That drug shortages endanger patients by hindering access to needed pharmaceuticals is obvious. But there is another danger, less clear, yet no less troubling: when drug shortages force clinicians to substitute different medications, entries in computerized prescriber order entry systems have to be adjusted, changes in concentration may be required, and new drug monographs must be made available. Such changes are fraught with danger for processes and systems designed to ensure patient safety; if they are not made carefully, incorrect doses, unforeseen drug interactions or side effects are liable to occur.
This threat has grown particularly salient in recent years as drug shortages have spiked. From 2006 to 2011, the number of drugs added annually to the Food and Drug Administration's shortage list nearly quadrupled to 267, with oncology medicines accounting for the largest share. And though this number declined in 2012, drug shortages persist as a grave problem for U.S. health care, as a recent New York Times article notes. And the problem may well be exacerbated by the close of a major compounding pharmacy following revelations of meningitis contamination this fall. The Drug Shortage Crisis in the United States: Causes, Impact, and Management Strategies by C. Lee Ventola offers an overview of the factors contributing to the crisis and what can be done.

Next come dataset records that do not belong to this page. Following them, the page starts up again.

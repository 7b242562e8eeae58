//! Common test infrastructure for tilekit integration tests.
//!
//! Each test file compiles its own copy of this module, so items may appear
//! unused from the perspective of a single test file even though they're
//! used elsewhere.

#![allow(dead_code)]

use image::{Rgb, RgbImage};
use std::path::Path;

/// Write a solid-color square tile.
pub fn write_tile(path: &Path, size: u32, color: [u8; 3]) {
    let tile = RgbImage::from_pixel(size, size, Rgb(color));
    tile.save(path).expect("write test tile");
}

/// Write an RGB image from per-pixel data (row-major).
pub fn write_rgb(path: &Path, width: u32, height: u32, pixels: &[[u8; 3]]) {
    assert_eq!(pixels.len(), (width * height) as usize);
    let mut image = RgbImage::new(width, height);
    for (i, px) in pixels.iter().enumerate() {
        let x = i as u32 % width;
        let y = i as u32 / width;
        image.put_pixel(x, y, Rgb(*px));
    }
    image.save(path).expect("write test image");
}

/// Distinct color per grid cell so placement mistakes show up in pixels.
pub fn cell_color(col: i64, row: i64) -> [u8; 3] {
    [(20 + col * 60) as u8, (20 + row * 60) as u8, 180]
}
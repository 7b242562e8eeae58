//! GPU backend: the same pipeline arithmetic as [`super::CpuBackend`],
//! run as wgpu compute kernels.
//!
//! The scalar field lives in a device buffer between operations; only the
//! reduction partials and the final 16-bit values are read back. Every
//! handoff to the device is synchronous -- the host blocks on submission
//! results before the pipeline continues.

use wgpu::util::DeviceExt;

use crate::backend::NormBackend;
use crate::error::NormError;
use crate::pipeline::{CENTER_OFFSET, CHANNEL_WEIGHTS};
use crate::raster::RgbRaster;

/// Threads per workgroup; must match `@workgroup_size` in `normalize.wgsl`.
const WORKGROUP_SIZE: u32 = 256;

/// wgpu guarantees at least this many workgroups per dispatch dimension.
const MAX_GROUPS_PER_DIM: u32 = 65_535;

/// Uniform parameter block shared by all three kernels.
///
/// Field order and padding match the WGSL `Params` struct (32 bytes).
#[repr(C)]
#[derive(Clone, Copy, bytemuck::Pod, bytemuck::Zeroable)]
struct Params {
    weights: [f32; 3],
    offset: f32,
    pixel_count: u32,
    minv: f32,
    scale: f32,
    _pad0: u32,
}

/// A scalar field resident in device memory.
pub struct GpuField {
    buffer: wgpu::Buffer,
    len: u32,
}

/// wgpu compute implementation of the array operations.
pub struct GpuBackend {
    device: wgpu::Device,
    queue: wgpu::Queue,
    project_pipeline: wgpu::ComputePipeline,
    reduce_pipeline: wgpu::ComputePipeline,
    rescale_pipeline: wgpu::ComputePipeline,
    adapter_info: wgpu::AdapterInfo,
}

impl GpuBackend {
    /// Probe for a GPU adapter and build the compute pipelines.
    ///
    /// Returns `None` when no adapter is available or the adapter refuses
    /// a device -- the caller falls back to the CPU.
    pub fn acquire() -> Option<Self> {
        let instance = wgpu::Instance::new(&wgpu::InstanceDescriptor::default());
        let adapter = match pollster::block_on(instance.request_adapter(
            &wgpu::RequestAdapterOptions {
                power_preference: wgpu::PowerPreference::HighPerformance,
                compatible_surface: None,
                force_fallback_adapter: false,
            },
        )) {
            Ok(adapter) => adapter,
            Err(e) => {
                tracing::debug!(error = %e, "GPU adapter request failed");
                return None;
            }
        };

        let (device, queue) = match pollster::block_on(adapter.request_device(
            &wgpu::DeviceDescriptor {
                label: Some("gray-norm device"),
                required_features: wgpu::Features::empty(),
                required_limits: wgpu::Limits::downlevel_defaults(),
                ..Default::default()
            },
        )) {
            Ok(pair) => pair,
            Err(e) => {
                tracing::debug!(error = %e, "GPU adapter refused device request");
                return None;
            }
        };

        let shader = device.create_shader_module(wgpu::ShaderModuleDescriptor {
            label: Some("normalize.wgsl"),
            source: wgpu::ShaderSource::Wgsl(include_str!("normalize.wgsl").into()),
        });

        let compute_pipeline = |label, entry_point| {
            device.create_compute_pipeline(&wgpu::ComputePipelineDescriptor {
                label: Some(label),
                layout: None,
                module: &shader,
                entry_point: Some(entry_point),
                compilation_options: Default::default(),
                cache: None,
            })
        };
        let project_pipeline = compute_pipeline("project", "project");
        let reduce_pipeline = compute_pipeline("reduce-min-max", "reduce_min_max");
        let rescale_pipeline = compute_pipeline("rescale", "rescale");

        let adapter_info = adapter.get_info();
        tracing::debug!(adapter = %adapter_info.name, backend = ?adapter_info.backend, "GPU backend ready");

        Some(Self {
            device,
            queue,
            project_pipeline,
            reduce_pipeline,
            rescale_pipeline,
            adapter_info,
        })
    }

    pub fn describe(&self) -> String {
        format!(
            "{} ({:?}, {:?})",
            self.adapter_info.name, self.adapter_info.device_type, self.adapter_info.backend
        )
    }

    fn params_buffer(&self, pixel_count: u32, minv: f32, scale: f32) -> wgpu::Buffer {
        let params = Params {
            weights: CHANNEL_WEIGHTS,
            offset: CENTER_OFFSET,
            pixel_count,
            minv,
            scale,
            _pad0: 0,
        };
        self.device
            .create_buffer_init(&wgpu::util::BufferInitDescriptor {
                label: Some("params"),
                contents: bytemuck::bytes_of(&params),
                usage: wgpu::BufferUsages::UNIFORM,
            })
    }

    /// Submit one compute pass of `pipeline` over `group_count` workgroups.
    fn dispatch(
        &self,
        pipeline: &wgpu::ComputePipeline,
        entries: &[wgpu::BindGroupEntry<'_>],
        group_count: u32,
        label: &str,
    ) {
        let bind_group = self.device.create_bind_group(&wgpu::BindGroupDescriptor {
            label: Some(label),
            layout: &pipeline.get_bind_group_layout(0),
            entries,
        });

        let (groups_x, groups_y) = dispatch_dims(group_count);
        let mut encoder = self
            .device
            .create_command_encoder(&wgpu::CommandEncoderDescriptor { label: Some(label) });
        {
            let mut pass = encoder.begin_compute_pass(&wgpu::ComputePassDescriptor {
                label: Some(label),
                timestamp_writes: None,
            });
            pass.set_pipeline(pipeline);
            pass.set_bind_group(0, &bind_group, &[]);
            pass.dispatch_workgroups(groups_x, groups_y, 1);
        }
        self.queue.submit(Some(encoder.finish()));
    }

    /// Copy `size` bytes out of `source` and block until they are mapped.
    fn read_back(&self, source: &wgpu::Buffer, size: u64) -> Result<Vec<u8>, NormError> {
        let staging = self.device.create_buffer(&wgpu::BufferDescriptor {
            label: Some("staging"),
            size,
            usage: wgpu::BufferUsages::COPY_DST | wgpu::BufferUsages::MAP_READ,
            mapped_at_creation: false,
        });

        let mut encoder = self
            .device
            .create_command_encoder(&wgpu::CommandEncoderDescriptor {
                label: Some("read-back"),
            });
        encoder.copy_buffer_to_buffer(source, 0, &staging, 0, size);
        self.queue.submit(Some(encoder.finish()));

        let slice = staging.slice(..);
        let (tx, rx) = std::sync::mpsc::channel();
        slice.map_async(wgpu::MapMode::Read, move |result| {
            let _ = tx.send(result);
        });
        self.device
            .poll(wgpu::PollType::Wait)
            .map_err(|e| NormError::Gpu(format!("device poll failed: {e}")))?;
        rx.recv()
            .map_err(|_| NormError::Gpu("map callback dropped".into()))?
            .map_err(|e| NormError::Gpu(format!("buffer map failed: {e}")))?;

        let data = slice.get_mapped_range().to_vec();
        staging.unmap();
        Ok(data)
    }
}

impl NormBackend for GpuBackend {
    type Field = GpuField;

    fn project(&self, raster: &RgbRaster<'_>) -> Result<GpuField, NormError> {
        let pixel_count = raster.pixel_count() as u32;

        // Pad the packed RGB bytes to a word boundary for array<u32> access.
        let mut bytes = raster.pixels().to_vec();
        bytes.resize(bytes.len().div_ceil(4) * 4, 0);
        let src = self
            .device
            .create_buffer_init(&wgpu::util::BufferInitDescriptor {
                label: Some("rgb-source"),
                contents: &bytes,
                usage: wgpu::BufferUsages::STORAGE,
            });

        let field = self.device.create_buffer(&wgpu::BufferDescriptor {
            label: Some("scalar-field"),
            size: u64::from(pixel_count) * 4,
            usage: wgpu::BufferUsages::STORAGE,
            mapped_at_creation: false,
        });

        let params = self.params_buffer(pixel_count, 0.0, 0.0);
        self.dispatch(
            &self.project_pipeline,
            &[
                wgpu::BindGroupEntry {
                    binding: 0,
                    resource: src.as_entire_binding(),
                },
                wgpu::BindGroupEntry {
                    binding: 1,
                    resource: field.as_entire_binding(),
                },
                wgpu::BindGroupEntry {
                    binding: 2,
                    resource: params.as_entire_binding(),
                },
            ],
            pixel_count.div_ceil(WORKGROUP_SIZE),
            "project",
        );

        Ok(GpuField {
            buffer: field,
            len: pixel_count,
        })
    }

    fn min_max(&self, field: &GpuField) -> Result<(f32, f32), NormError> {
        let group_count = field.len.div_ceil(WORKGROUP_SIZE);
        let (groups_x, groups_y) = dispatch_dims(group_count);
        // The 2D grid may carry trailing groups past `group_count`; they
        // write sentinel pairs, which fold away below.
        let partial_count = u64::from(groups_x) * u64::from(groups_y);

        let partials = self.device.create_buffer(&wgpu::BufferDescriptor {
            label: Some("reduction-partials"),
            size: partial_count * 8,
            usage: wgpu::BufferUsages::STORAGE | wgpu::BufferUsages::COPY_SRC,
            mapped_at_creation: false,
        });

        let params = self.params_buffer(field.len, 0.0, 0.0);
        self.dispatch(
            &self.reduce_pipeline,
            &[
                wgpu::BindGroupEntry {
                    binding: 1,
                    resource: field.buffer.as_entire_binding(),
                },
                wgpu::BindGroupEntry {
                    binding: 2,
                    resource: params.as_entire_binding(),
                },
                wgpu::BindGroupEntry {
                    binding: 3,
                    resource: partials.as_entire_binding(),
                },
            ],
            group_count,
            "reduce-min-max",
        );

        let data = self.read_back(&partials, partial_count * 8)?;
        let pairs: Vec<[f32; 2]> = bytemuck::pod_collect_to_vec(&data);

        let mut minv = f32::INFINITY;
        let mut maxv = f32::NEG_INFINITY;
        for [lo, hi] in pairs {
            minv = minv.min(lo);
            maxv = maxv.max(hi);
        }
        Ok((minv, maxv))
    }

    fn rescale(&self, field: GpuField, minv: f32, scale: f32) -> Result<Vec<u16>, NormError> {
        let out = self.device.create_buffer(&wgpu::BufferDescriptor {
            label: Some("normalized-values"),
            size: u64::from(field.len) * 4,
            usage: wgpu::BufferUsages::STORAGE | wgpu::BufferUsages::COPY_SRC,
            mapped_at_creation: false,
        });

        let params = self.params_buffer(field.len, minv, scale);
        self.dispatch(
            &self.rescale_pipeline,
            &[
                wgpu::BindGroupEntry {
                    binding: 1,
                    resource: field.buffer.as_entire_binding(),
                },
                wgpu::BindGroupEntry {
                    binding: 2,
                    resource: params.as_entire_binding(),
                },
                wgpu::BindGroupEntry {
                    binding: 4,
                    resource: out.as_entire_binding(),
                },
            ],
            field.len.div_ceil(WORKGROUP_SIZE),
            "rescale",
        );

        let data = self.read_back(&out, u64::from(field.len) * 4)?;
        let words: Vec<u32> = bytemuck::pod_collect_to_vec(&data);
        Ok(words.into_iter().map(|w| w as u16).collect())
    }
}

/// Split a linear workgroup count into a `(x, y)` grid within the
/// per-dimension dispatch limit.
fn dispatch_dims(group_count: u32) -> (u32, u32) {
    if group_count <= MAX_GROUPS_PER_DIM {
        (group_count.max(1), 1)
    } else {
        (
            MAX_GROUPS_PER_DIM,
            group_count.div_ceil(MAX_GROUPS_PER_DIM),
        )
    }
}
//! Host-CPU backend: the guaranteed fallback and the reference
//! implementation the GPU path is tested against.

use crate::backend::NormBackend;
use crate::error::NormError;
use crate::pipeline::{CENTER_OFFSET, CHANNEL_WEIGHTS};
use crate::raster::RgbRaster;

/// Sequential host-memory implementation of the array operations.
pub struct CpuBackend;

impl CpuBackend {
    pub fn describe(&self) -> String {
        let cores = std::thread::available_parallelism()
            .map(|n| n.get())
            .unwrap_or(1);
        format!("host processor ({cores} logical cores)")
    }
}

impl NormBackend for CpuBackend {
    type Field = Vec<f32>;

    fn project(&self, raster: &RgbRaster<'_>) -> Result<Vec<f32>, NormError> {
        Ok(raster
            .pixels()
            .chunks_exact(3)
            .map(|px| {
                px[0] as f32 * CHANNEL_WEIGHTS[0]
                    + px[1] as f32 * CHANNEL_WEIGHTS[1]
                    + px[2] as f32 * CHANNEL_WEIGHTS[2]
                    - CENTER_OFFSET
            })
            .collect())
    }

    fn min_max(&self, field: &Vec<f32>) -> Result<(f32, f32), NormError> {
        let mut minv = f32::INFINITY;
        let mut maxv = f32::NEG_INFINITY;
        for &v in field {
            minv = minv.min(v);
            maxv = maxv.max(v);
        }
        Ok((minv, maxv))
    }

    fn rescale(&self, field: Vec<f32>, minv: f32, scale: f32) -> Result<Vec<u16>, NormError> {
        // `as` saturates, so the observed maximum (which lands on 65536.0)
        // converts to 65535.
        Ok(field
            .into_iter()
            .map(|v| ((v - minv) * scale) as u16)
            .collect())
    }
}
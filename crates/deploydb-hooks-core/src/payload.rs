//! # Webhook Payload Model
//!
//! Inbound DeployDB webhooks carry a deployment id and a service name, plus an
//! open set of additional fields whose shape varies per event kind. The known
//! fields are typed; everything else is kept in an ordered extension bag so it
//! can later be exported into the build environment.

use crate::{event_kind::EventKind, DeploymentId};
use serde::{Deserialize, Deserializer};
use serde_json::Value;
use std::collections::BTreeMap;

/// Value of a field in the extension bag
///
/// JSON objects become [`PayloadValue::Nested`]; every other JSON value is
/// rendered to text once, at deserialization time:
/// - strings verbatim
/// - numbers and booleans in their JSON form
/// - `null` as an empty string
/// - arrays as compact JSON text
#[derive(Debug, Clone, PartialEq, Eq)]
pub enum PayloadValue {
    Scalar(String),
    Nested(BTreeMap<String, PayloadValue>),
}

impl PayloadValue {
    /// Create a scalar value
    pub fn scalar(value: impl Into<String>) -> Self {
        Self::Scalar(value.into())
    }

    /// Get the scalar text, if this is a scalar
    pub fn as_scalar(&self) -> Option<&str> {
        match self {
            PayloadValue::Scalar(value) => Some(value),
            PayloadValue::Nested(_) => None,
        }
    }

    /// Get the nested entries, if this is a mapping
    pub fn as_nested(&self) -> Option<&BTreeMap<String, PayloadValue>> {
        match self {
            PayloadValue::Scalar(_) => None,
            PayloadValue::Nested(entries) => Some(entries),
        }
    }
}

impl From<Value> for PayloadValue {
    fn from(value: Value) -> Self {
        match value {
            Value::Object(entries) => PayloadValue::Nested(
                entries
                    .into_iter()
                    .map(|(key, value)| (key, PayloadValue::from(value)))
                    .collect(),
            ),
            Value::String(text) => PayloadValue::Scalar(text),
            Value::Null => PayloadValue::Scalar(String::new()),
            other => PayloadValue::Scalar(other.to_string()),
        }
    }
}

impl<'de> Deserialize<'de> for PayloadValue {
    fn deserialize<D>(deserializer: D) -> Result<Self, D::Error>
    where
        D: Deserializer<'de>,
    {
        Value::deserialize(deserializer).map(PayloadValue::from)
    }
}

/// Inbound DeployDB webhook
///
/// The event kind is not part of the body. It is assigned from the request's
/// content type with [`TriggerEvent::with_kind`] once the body has been read,
/// after which the event is treated as immutable.
#[derive(Debug, Clone, PartialEq, Eq, Deserialize)]
pub struct TriggerEvent {
    #[serde(default)]
    id: DeploymentId,

    #[serde(default)]
    service: Option<String>,

    #[serde(skip)]
    kind: Option<EventKind>,

    #[serde(flatten)]
    values: BTreeMap<String, PayloadValue>,
}

impl TriggerEvent {
    /// Create an event with no additional fields
    pub fn new(id: DeploymentId, service: Option<String>) -> Self {
        Self {
            id,
            service,
            kind: None,
            values: BTreeMap::new(),
        }
    }

    /// Parse a webhook body
    ///
    /// Any JSON object is accepted, including `{}`.
    pub fn from_json(body: &[u8]) -> Result<Self, serde_json::Error> {
        serde_json::from_slice(body)
    }

    /// Assign the event kind resolved from the request
    pub fn with_kind(mut self, kind: EventKind) -> Self {
        self.kind = Some(kind);
        self
    }

    /// Add an additional field
    pub fn with_value(mut self, key: impl Into<String>, value: PayloadValue) -> Self {
        self.values.insert(key.into(), value);
        self
    }

    /// Deployment this event belongs to
    pub fn id(&self) -> DeploymentId {
        self.id
    }

    /// Name of the deployed service, if the payload carried one
    pub fn service(&self) -> Option<&str> {
        self.service.as_deref()
    }

    /// Event kind, once assigned
    pub fn kind(&self) -> Option<EventKind> {
        self.kind
    }

    /// Every field other than `id` and `service`
    pub fn values(&self) -> &BTreeMap<String, PayloadValue> {
        &self.values
    }
}

#[cfg(test)]
#[path = "payload_tests.rs"]
mod tests;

No longer should we consider our systems safe. Whatever safeguards have been implemented must be examined as they may no longer be effective. Another concern is the effectiveness of the substitute medications. A recent study in the New England Journal of Medicine underscores the problem, finding that substituting cyclophosphamide for the standard treatment with mechlorethamine resulted in significantly lower effectiveness “2-year event-free survival, 75% with cyclophosphamide [SE, 12.5%] vs. 88% with mechlorethamine.” As the author notes, “Our results suggest that even promising substitute regimens should be examined carefully before adoption; what might appear to be a suitable alternative regimen may result in an inferior outcome — an intolerable situation for young people with curable diseases.”
In the long run, I am confident that the FDA and local boards of pharmacy and public health departments will deal with the drug shortage problems now confronting us. But in the meantime, hospital and clinical leaders must be aware of the potential impact on patient safety. Resources must be allocated to ensure that shortages are addressed, not only in purchasing alternate medications, but also in ensuring that the many safeguards that have been put in place are reviewed and updated as needed. This must be a deliberate plan. Patients should be informed of choices available to them, and they should be reassured that no matter the setting, the clinical staff will do all within their power to provide safe care.
This is a daunting task, and we need to talk seriously about how to get it right. In August of 2011, I participated in a WIHI broadcast with Mike Cohen from the Institute for Safe Medication Practices and Lynn Eschenbacher from Wakemed to discuss ways to mitigate the impact of drug shortages on patient safety. But we need to think more comprehensively. In the spirit of “all teach, all learn,” I ask that you share your own plans for dealing with the drug shortage, so that others can benefit from your experience. What have you done? What’s worked? How would you counsel others to combat the pernicious effects of drug shortages?